Best Restaurant No. 6: Please Balances Crowd-Pleasing and Experimental

Best Damn Dish: Steak Ajvar at Please Chef Ryan Santos creates a magical and beautiful mashup: Eastern European ajvar carries smoky Mexican flavors over a perfectly cooked steak, crispy fried shallots, eggplant, tomato, and a red pepper bordelaise.

Photograph by Jeremy Kramer

If you want to try something you have absolutely never been served before, or even heard of, Please is the place to go. Each iteration of the tasting menu, which changes several times a year, introduces new marvels and curiosities. Dining at Please is a kind of whirling carousel of discovery. Sometimes it can make you dizzy, but the results, increasingly, are as delicious as they are unusual.

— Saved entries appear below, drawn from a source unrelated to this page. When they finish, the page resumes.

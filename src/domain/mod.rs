// ==========================================
// 扫码生产日报 - 领域模型层
// ==========================================
// 职责: 定义领域实体、类型、只读派生查询
// 红线: 不含存储逻辑,不含分页逻辑
// ==========================================

pub mod article;
pub mod record;
pub mod report;
pub mod types;

// 重导出核心类型
pub use article::{Article, ArticleCatalog};
pub use record::{OperationEntry, ScannedCodeRecord};
pub use report::{DaySummary, PageSummary, ReportInput, ReportPageDescriptor, ReportSettings};
pub use types::{AuditStatus, Operation};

Without ceasing experimentation, Chef Ryan Santos has anchored more and more of his ideas to truly satisfying flavors, like in the steak ajvar, with an Eastern European spread made from roasted red peppers and sometimes eggplant. Santos took the idea, spun it across the globe, melded it with Mexican-inspired flavors, and served the resulting spicy puree on top of perfectly cooked pieces of steak in a faintly smoky broth. The dish is global in its in influences while still being fresh and local (it is available only in its appropriate late-summer season). It’s complex and innovative while still being bottom-of-the-bowl-wiping-ly tasty. Please manages these magical acts of fusion and transformation like no other local restaurant. Certain dishes, like cedar-rosemary custard with quince preserves, appear in different incarnations throughout the year; others, like aebleskivers (tiny fried apple dumplings with a shower of gjetost, sweet-and-salty Norwegian goat cheese) are now fixtures. Please keeps refining and improvising, whether based on mood or season, but it has become a great restaurant by taming some of its restlessness and holding onto what works. Although a certain amount of restlessness, of course, will always be part of what makes Please special.